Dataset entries
+ + +
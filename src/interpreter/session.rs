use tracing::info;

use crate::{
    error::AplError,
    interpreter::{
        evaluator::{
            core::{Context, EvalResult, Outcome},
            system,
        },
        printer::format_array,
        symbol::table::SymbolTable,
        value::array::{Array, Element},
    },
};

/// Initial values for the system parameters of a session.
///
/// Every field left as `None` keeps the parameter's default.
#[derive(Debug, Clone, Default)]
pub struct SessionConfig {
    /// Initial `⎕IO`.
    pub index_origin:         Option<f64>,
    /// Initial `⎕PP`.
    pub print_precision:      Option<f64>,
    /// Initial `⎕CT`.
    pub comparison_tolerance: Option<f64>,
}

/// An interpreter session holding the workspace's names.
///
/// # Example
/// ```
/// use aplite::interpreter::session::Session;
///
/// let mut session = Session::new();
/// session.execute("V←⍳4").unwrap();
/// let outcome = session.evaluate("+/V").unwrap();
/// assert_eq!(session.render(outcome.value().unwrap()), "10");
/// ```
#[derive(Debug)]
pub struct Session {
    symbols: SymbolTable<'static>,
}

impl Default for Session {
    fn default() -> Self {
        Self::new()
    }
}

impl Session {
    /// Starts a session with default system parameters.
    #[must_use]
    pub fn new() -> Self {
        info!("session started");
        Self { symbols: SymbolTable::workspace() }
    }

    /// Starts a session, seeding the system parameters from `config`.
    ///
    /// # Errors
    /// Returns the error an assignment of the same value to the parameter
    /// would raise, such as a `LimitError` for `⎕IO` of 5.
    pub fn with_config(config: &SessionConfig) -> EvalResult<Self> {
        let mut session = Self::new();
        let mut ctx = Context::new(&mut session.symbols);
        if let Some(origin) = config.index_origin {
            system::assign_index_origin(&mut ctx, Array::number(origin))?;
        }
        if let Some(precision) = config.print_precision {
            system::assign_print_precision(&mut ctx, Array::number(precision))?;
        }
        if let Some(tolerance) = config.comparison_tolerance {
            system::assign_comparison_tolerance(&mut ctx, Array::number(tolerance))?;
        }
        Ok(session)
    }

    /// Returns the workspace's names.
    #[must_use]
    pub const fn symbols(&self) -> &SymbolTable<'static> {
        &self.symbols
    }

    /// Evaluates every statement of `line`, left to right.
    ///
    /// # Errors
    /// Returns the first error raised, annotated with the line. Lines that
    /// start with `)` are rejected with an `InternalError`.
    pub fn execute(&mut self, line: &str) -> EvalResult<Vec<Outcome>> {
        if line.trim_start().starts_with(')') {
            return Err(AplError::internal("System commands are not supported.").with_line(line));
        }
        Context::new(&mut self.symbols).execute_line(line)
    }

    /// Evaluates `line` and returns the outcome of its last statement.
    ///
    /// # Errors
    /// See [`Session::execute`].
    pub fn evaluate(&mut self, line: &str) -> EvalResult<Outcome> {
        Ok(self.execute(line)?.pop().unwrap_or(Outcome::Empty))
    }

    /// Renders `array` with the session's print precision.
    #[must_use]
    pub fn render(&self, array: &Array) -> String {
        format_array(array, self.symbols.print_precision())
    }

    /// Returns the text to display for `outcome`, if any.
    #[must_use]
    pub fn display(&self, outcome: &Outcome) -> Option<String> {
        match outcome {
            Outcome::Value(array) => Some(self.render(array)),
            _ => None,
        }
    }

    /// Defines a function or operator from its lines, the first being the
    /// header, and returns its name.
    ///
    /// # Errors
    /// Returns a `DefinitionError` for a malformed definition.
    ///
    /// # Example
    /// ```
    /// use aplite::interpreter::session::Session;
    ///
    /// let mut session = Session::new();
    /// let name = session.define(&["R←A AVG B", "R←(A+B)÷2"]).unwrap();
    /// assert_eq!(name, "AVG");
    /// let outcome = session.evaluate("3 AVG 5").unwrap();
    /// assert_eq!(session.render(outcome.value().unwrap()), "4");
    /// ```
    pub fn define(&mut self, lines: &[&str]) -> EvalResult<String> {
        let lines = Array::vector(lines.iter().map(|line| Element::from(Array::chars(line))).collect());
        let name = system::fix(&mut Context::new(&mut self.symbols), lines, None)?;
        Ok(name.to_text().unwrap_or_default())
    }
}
+ + +
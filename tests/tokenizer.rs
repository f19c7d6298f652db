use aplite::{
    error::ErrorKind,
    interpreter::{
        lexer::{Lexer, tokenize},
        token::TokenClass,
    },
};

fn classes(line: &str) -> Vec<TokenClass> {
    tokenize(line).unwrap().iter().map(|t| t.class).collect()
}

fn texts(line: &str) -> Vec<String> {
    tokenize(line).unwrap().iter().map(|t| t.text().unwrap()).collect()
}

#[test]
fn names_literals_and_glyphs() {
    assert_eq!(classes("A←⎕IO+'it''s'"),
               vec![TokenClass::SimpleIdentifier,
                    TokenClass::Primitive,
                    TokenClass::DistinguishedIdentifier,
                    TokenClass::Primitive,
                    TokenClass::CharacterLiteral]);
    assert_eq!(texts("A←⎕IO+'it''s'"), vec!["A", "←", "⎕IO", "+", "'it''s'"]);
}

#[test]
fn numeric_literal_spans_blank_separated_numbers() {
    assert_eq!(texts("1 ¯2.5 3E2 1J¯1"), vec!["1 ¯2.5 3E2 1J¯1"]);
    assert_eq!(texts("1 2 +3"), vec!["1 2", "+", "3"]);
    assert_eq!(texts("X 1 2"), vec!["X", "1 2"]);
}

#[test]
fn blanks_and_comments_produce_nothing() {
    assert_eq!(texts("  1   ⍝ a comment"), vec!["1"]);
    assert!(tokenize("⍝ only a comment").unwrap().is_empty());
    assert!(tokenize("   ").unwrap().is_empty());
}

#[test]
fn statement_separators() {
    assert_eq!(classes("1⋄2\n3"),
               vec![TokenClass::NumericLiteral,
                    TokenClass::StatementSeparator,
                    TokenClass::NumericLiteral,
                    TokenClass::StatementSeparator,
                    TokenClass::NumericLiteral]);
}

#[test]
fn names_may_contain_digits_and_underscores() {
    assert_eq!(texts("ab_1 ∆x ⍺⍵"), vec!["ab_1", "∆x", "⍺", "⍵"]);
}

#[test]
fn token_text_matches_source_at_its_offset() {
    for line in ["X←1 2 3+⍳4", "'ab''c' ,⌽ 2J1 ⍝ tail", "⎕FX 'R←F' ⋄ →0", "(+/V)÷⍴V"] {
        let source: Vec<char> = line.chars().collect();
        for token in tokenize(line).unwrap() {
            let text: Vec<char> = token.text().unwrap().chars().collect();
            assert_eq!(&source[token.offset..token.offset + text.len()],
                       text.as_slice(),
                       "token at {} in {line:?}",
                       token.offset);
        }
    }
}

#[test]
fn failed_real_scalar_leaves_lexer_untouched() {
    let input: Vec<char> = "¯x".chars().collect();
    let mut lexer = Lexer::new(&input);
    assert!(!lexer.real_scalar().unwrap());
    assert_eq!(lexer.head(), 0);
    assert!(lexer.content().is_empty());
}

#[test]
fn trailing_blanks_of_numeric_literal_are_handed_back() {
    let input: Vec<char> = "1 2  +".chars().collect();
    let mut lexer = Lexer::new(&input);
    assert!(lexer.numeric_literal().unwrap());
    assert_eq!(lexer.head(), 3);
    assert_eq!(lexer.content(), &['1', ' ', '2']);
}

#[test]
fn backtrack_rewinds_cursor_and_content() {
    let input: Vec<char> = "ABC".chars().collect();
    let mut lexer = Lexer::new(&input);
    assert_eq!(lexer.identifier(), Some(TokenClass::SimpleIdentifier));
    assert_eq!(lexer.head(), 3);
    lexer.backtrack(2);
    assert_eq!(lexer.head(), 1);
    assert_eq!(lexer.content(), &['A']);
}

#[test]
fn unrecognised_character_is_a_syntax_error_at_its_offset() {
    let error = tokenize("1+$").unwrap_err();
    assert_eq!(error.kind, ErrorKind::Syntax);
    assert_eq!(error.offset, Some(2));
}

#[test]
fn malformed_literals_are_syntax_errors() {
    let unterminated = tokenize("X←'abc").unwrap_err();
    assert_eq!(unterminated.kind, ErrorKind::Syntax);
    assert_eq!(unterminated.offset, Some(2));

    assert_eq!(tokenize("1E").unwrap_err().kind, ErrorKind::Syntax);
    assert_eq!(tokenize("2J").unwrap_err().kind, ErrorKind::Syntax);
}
+ + +
> Task description
Copy each line of the entries that includes the word "None".

> The completed task
/// Every field left as `None` keeps the parameter's default.
            _ => None,
        let name = system::fix(&mut Context::new(&mut self.symbols), lines, None)?;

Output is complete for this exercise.